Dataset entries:
┄┄┄┄┄┄┄┄┄┄

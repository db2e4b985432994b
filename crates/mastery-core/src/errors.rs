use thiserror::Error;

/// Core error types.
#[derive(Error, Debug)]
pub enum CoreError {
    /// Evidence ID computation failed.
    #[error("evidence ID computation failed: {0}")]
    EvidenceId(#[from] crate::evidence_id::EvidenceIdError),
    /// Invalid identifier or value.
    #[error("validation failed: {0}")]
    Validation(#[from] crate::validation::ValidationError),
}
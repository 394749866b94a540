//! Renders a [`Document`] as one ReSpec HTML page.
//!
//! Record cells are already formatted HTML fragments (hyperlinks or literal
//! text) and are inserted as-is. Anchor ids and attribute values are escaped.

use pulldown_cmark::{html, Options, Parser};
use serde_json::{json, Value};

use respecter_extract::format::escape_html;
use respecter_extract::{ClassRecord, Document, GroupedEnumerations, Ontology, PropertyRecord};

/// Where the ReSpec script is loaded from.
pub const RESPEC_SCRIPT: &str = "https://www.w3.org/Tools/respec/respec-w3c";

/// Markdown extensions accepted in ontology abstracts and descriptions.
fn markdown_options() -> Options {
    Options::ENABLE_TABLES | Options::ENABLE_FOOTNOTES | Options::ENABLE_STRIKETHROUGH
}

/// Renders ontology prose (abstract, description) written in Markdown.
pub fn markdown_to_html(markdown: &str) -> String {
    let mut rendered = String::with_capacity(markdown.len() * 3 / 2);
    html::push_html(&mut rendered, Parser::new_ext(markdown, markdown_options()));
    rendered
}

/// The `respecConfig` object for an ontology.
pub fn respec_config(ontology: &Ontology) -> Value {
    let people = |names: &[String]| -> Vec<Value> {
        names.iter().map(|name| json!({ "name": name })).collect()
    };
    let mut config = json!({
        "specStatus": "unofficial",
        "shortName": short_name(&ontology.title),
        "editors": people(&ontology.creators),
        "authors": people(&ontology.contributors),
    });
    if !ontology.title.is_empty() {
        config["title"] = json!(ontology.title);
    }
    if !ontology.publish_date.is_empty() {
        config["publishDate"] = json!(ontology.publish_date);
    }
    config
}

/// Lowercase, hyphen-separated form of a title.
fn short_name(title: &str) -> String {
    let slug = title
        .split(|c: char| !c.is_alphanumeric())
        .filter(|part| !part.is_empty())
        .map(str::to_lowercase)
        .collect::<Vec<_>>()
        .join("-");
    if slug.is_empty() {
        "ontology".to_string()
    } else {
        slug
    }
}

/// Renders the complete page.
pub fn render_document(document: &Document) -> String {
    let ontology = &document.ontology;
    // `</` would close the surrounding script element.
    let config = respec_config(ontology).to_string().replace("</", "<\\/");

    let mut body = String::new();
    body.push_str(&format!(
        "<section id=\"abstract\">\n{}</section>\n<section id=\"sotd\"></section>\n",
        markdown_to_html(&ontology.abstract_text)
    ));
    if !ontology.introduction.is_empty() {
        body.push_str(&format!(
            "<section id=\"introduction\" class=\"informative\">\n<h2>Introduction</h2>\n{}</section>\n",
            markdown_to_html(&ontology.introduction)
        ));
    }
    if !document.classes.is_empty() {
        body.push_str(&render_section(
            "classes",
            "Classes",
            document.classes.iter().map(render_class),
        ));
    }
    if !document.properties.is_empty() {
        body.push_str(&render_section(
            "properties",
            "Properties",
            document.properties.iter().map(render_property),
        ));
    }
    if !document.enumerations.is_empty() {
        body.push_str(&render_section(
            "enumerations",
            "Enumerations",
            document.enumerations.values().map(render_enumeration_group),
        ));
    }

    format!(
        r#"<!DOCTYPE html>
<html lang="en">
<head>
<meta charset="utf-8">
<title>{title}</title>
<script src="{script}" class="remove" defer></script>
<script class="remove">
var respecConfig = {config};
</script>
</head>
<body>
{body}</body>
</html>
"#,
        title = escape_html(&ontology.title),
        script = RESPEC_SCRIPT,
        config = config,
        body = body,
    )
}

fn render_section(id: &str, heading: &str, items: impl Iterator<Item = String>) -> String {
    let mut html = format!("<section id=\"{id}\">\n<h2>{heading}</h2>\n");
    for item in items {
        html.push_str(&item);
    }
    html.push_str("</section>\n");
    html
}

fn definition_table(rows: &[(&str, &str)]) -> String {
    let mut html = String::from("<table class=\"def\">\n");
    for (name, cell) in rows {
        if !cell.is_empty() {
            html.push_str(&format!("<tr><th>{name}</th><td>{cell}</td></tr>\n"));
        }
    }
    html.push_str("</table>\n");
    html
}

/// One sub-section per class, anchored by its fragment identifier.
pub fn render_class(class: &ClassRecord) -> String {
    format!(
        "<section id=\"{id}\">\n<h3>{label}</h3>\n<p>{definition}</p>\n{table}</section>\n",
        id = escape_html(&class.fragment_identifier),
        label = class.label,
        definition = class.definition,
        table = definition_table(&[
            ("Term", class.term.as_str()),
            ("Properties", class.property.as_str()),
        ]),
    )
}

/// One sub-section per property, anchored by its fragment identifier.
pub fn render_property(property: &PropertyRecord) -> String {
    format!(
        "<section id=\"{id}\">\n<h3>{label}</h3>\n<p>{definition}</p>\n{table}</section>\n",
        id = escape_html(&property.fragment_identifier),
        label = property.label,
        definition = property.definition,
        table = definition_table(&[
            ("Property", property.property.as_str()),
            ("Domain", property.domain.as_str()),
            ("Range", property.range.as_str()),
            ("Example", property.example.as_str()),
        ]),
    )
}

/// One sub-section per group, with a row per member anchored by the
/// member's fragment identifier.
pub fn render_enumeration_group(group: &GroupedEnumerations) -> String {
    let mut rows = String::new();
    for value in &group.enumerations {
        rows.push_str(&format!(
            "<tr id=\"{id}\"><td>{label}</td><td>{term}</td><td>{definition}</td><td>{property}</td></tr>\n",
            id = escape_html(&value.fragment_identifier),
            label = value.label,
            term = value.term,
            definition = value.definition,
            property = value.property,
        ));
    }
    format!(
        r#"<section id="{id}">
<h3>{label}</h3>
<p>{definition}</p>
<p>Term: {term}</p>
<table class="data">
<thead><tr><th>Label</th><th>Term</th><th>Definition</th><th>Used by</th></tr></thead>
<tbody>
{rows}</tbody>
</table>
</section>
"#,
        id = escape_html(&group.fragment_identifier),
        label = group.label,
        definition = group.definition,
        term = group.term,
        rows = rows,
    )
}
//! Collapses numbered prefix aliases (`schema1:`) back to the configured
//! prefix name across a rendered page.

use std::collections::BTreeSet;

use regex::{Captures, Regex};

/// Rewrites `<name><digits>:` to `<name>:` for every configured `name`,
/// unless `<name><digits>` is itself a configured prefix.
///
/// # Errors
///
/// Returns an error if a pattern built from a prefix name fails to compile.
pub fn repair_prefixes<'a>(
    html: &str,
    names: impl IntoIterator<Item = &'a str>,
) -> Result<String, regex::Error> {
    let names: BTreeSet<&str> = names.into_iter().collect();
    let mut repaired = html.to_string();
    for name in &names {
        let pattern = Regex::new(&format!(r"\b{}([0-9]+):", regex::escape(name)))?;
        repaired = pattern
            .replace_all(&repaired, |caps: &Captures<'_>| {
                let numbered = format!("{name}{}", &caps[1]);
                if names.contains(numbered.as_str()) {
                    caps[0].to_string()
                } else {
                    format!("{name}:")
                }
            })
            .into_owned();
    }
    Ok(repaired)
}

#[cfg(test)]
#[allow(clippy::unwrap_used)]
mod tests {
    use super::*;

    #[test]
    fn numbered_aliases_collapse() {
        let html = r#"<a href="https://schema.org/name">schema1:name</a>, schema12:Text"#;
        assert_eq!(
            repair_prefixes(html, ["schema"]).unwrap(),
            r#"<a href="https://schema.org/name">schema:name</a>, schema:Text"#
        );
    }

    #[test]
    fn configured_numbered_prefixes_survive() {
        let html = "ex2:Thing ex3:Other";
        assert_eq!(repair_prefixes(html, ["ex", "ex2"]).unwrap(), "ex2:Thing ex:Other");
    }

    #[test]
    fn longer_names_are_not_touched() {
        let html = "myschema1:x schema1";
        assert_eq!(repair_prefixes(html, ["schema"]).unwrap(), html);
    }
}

┄┄┄┄┄┄┄┄┄┄

▸ Instructions for the task: For each line of the entries that holds the word "ClassRecord", pull that line out.

▸ Reply:
use respecter_extract::{ClassRecord, Document, GroupedEnumerations, Ontology, PropertyRecord};
pub fn render_class(class: &ClassRecord) -> String {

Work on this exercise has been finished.